*** Block opens ***

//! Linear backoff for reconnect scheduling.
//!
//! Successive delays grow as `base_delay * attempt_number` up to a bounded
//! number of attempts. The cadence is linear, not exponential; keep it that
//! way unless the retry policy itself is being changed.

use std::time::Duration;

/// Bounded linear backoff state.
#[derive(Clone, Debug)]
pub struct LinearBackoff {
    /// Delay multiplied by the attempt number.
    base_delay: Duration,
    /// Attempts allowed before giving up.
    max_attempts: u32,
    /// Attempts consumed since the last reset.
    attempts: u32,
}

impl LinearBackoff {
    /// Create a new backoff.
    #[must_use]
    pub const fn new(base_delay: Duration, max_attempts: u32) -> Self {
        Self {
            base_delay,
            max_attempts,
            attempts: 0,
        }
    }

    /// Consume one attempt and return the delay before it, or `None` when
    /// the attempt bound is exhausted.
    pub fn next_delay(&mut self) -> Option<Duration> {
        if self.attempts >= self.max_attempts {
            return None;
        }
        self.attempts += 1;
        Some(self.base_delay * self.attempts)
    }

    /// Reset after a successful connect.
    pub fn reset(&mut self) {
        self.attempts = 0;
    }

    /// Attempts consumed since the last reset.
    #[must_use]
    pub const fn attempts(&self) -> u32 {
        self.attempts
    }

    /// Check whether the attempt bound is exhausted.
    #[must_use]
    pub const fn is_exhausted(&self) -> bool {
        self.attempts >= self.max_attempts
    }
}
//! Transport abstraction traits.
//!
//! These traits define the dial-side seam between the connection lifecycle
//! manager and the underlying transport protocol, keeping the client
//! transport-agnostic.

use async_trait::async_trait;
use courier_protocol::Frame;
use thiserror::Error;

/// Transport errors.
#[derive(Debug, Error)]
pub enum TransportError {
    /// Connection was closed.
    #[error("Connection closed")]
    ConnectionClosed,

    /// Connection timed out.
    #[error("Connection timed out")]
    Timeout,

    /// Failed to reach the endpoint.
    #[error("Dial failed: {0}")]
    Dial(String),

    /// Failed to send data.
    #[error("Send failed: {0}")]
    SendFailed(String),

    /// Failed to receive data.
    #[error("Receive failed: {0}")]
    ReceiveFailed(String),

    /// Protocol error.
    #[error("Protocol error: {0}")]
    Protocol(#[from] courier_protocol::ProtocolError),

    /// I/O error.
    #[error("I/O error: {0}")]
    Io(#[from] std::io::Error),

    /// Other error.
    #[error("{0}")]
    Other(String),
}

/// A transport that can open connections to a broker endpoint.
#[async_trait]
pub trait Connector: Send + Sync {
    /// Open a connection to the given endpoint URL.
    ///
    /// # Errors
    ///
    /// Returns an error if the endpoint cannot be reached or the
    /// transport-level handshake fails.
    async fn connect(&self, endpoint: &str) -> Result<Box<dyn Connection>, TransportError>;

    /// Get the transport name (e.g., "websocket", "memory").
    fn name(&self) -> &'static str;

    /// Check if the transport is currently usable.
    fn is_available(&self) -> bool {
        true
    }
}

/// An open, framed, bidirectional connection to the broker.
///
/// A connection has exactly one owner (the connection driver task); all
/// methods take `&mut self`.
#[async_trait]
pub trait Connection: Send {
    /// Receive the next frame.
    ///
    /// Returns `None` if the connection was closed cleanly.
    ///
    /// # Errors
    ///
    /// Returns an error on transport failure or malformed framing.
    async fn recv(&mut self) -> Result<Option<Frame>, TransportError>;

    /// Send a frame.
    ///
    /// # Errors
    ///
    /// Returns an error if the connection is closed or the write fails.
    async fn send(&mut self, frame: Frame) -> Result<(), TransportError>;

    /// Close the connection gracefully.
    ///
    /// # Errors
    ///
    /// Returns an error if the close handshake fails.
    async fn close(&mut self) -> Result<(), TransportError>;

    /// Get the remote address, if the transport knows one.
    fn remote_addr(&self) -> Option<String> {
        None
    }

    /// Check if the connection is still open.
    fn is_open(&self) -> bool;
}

*** Block closes ***
*** Block opens ***

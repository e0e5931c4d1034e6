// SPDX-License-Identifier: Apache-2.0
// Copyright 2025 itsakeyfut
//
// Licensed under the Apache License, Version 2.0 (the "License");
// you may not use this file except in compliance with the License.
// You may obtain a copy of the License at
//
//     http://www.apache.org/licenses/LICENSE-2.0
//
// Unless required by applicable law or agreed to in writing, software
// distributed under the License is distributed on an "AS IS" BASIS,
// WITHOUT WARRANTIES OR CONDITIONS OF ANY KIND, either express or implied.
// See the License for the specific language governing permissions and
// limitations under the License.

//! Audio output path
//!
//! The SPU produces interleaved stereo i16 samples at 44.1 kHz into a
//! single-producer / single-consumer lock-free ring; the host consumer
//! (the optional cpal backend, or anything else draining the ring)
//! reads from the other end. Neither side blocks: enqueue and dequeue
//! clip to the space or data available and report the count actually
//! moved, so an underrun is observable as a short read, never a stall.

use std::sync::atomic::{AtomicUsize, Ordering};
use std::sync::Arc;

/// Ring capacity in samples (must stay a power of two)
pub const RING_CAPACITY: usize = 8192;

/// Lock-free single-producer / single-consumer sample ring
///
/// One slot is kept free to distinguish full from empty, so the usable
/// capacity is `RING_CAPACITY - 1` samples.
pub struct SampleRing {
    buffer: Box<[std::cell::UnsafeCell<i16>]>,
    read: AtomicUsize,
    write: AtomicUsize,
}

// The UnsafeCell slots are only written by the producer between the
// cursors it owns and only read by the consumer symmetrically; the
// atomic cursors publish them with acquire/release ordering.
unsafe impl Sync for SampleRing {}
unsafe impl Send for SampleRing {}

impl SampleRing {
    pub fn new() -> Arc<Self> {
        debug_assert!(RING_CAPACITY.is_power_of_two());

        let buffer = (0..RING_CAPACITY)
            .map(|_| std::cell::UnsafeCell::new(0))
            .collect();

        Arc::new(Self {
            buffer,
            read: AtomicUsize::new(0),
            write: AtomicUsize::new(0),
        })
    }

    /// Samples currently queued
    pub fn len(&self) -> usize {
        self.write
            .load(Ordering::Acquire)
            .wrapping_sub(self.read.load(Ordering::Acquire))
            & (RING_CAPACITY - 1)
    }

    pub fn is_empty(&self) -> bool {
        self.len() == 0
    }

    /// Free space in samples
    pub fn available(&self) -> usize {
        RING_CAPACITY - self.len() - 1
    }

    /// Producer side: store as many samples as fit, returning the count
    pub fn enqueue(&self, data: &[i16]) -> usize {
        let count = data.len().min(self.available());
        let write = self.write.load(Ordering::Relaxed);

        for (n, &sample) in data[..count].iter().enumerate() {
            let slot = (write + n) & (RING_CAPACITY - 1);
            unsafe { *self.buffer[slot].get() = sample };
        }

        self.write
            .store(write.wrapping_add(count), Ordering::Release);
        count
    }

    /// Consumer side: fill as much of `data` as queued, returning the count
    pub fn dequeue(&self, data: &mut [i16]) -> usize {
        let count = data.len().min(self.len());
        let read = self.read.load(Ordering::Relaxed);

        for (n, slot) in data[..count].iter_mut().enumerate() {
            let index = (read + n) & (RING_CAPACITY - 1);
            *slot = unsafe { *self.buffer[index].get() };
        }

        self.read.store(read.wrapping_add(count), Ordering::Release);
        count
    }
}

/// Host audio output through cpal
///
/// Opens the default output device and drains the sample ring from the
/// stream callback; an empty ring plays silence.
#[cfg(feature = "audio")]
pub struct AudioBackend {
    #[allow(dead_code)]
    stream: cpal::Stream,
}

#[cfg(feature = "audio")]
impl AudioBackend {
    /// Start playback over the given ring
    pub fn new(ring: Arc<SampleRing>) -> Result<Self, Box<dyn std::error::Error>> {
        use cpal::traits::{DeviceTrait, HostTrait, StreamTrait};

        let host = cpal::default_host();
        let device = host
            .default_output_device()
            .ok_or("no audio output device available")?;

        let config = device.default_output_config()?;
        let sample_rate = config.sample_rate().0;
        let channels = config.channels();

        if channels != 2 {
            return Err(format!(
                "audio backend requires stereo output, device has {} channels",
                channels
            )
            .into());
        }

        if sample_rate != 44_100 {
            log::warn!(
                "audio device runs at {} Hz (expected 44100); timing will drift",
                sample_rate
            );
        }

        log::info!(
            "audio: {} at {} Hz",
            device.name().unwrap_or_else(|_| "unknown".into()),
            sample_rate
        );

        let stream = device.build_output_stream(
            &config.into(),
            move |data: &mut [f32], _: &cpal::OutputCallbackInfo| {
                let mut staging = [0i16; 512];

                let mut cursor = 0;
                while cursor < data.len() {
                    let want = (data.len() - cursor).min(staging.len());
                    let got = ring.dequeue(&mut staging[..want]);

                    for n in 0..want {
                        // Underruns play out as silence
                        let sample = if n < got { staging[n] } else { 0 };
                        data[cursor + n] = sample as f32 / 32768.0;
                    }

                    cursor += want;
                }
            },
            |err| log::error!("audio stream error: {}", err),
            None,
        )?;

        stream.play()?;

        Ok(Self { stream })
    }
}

*** Block closes ***

Going back over the entries above, copy word for word every line from the one that has "async fn recv(&mut" on through the one that has "close handshake fails.".

* **Task answer**
    async fn recv(&mut self) -> Result<Option<Frame>, TransportError>;

    /// Send a frame.
    ///
    /// # Errors
    ///
    /// Returns an error if the connection is closed or the write fails.
    async fn send(&mut self, frame: Frame) -> Result<(), TransportError>;

    /// Close the connection gracefully.
    ///
    /// # Errors
    ///
    /// Returns an error if the close handshake fails.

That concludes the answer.